BEGIN EXTRACTED INFORMATION

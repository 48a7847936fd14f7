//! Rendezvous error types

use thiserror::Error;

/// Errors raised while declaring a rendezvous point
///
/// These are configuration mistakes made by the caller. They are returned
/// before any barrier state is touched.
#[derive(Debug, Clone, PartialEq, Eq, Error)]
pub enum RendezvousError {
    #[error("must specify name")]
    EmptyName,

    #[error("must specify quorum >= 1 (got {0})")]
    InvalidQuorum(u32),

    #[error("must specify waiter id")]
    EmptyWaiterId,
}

END EXTRACTED INFORMATION
BEGIN EXTRACTED INFORMATION

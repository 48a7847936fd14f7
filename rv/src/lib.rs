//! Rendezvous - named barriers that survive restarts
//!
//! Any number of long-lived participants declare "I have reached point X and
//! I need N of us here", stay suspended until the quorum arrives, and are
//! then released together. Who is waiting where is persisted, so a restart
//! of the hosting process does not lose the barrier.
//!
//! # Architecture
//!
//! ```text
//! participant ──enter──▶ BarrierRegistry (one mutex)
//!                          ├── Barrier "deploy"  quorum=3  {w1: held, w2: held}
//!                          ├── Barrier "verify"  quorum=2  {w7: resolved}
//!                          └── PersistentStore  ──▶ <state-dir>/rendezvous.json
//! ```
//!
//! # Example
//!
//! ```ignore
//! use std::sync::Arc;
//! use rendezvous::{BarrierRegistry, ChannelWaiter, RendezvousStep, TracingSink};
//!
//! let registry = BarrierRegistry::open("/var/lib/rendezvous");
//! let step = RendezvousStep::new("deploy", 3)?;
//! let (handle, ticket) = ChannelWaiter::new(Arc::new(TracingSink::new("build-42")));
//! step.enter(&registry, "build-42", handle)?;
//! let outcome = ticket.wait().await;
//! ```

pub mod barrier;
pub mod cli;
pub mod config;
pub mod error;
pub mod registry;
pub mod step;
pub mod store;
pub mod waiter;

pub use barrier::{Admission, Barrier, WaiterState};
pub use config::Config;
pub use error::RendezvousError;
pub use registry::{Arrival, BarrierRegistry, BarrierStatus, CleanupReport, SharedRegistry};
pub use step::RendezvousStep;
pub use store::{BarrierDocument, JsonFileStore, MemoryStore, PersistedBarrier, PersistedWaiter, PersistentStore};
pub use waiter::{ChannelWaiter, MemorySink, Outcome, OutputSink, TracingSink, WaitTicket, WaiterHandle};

END EXTRACTED INFORMATION

All lines that hold the word "RendezvousError" should be copied from the data.

**RESULT FOR THIS TASK**
pub enum RendezvousError {
pub use error::RendezvousError;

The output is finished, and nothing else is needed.